**DATA SUPPLIED:**
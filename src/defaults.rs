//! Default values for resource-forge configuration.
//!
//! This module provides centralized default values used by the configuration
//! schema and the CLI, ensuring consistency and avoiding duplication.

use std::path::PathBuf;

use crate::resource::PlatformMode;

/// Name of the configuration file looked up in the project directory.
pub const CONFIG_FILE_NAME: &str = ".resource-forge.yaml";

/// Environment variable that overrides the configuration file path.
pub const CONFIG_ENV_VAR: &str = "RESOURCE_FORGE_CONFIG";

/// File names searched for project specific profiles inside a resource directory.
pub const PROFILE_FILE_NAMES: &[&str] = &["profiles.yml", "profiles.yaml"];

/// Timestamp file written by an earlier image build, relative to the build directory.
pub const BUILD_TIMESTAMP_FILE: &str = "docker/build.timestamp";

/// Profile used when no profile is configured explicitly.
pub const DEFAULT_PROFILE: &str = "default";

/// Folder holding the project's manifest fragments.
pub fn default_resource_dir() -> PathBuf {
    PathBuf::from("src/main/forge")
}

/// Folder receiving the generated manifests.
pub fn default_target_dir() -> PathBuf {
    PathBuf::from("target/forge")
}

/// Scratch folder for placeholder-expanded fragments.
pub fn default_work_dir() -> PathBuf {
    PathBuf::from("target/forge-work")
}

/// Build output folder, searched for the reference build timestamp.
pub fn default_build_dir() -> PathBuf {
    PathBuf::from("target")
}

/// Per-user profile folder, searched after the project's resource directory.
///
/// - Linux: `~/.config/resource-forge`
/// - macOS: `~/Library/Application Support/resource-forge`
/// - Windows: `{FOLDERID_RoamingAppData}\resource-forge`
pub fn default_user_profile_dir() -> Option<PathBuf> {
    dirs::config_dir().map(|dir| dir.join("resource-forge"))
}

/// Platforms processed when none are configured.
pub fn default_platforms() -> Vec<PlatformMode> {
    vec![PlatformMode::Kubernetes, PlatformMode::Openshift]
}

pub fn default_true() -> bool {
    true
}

**WHAT TO WORK ON:**
Beginning at the line that contains "none are configured.", transcribe every line through the end of the material exactly, leaving out all earlier lines.

**RESULT FOR THIS EXERCISE:**
/// Platforms processed when none are configured.
pub fn default_platforms() -> Vec<PlatformMode> {
    vec![PlatformMode::Kubernetes, PlatformMode::Openshift]
}

pub fn default_true() -> bool {
    true
}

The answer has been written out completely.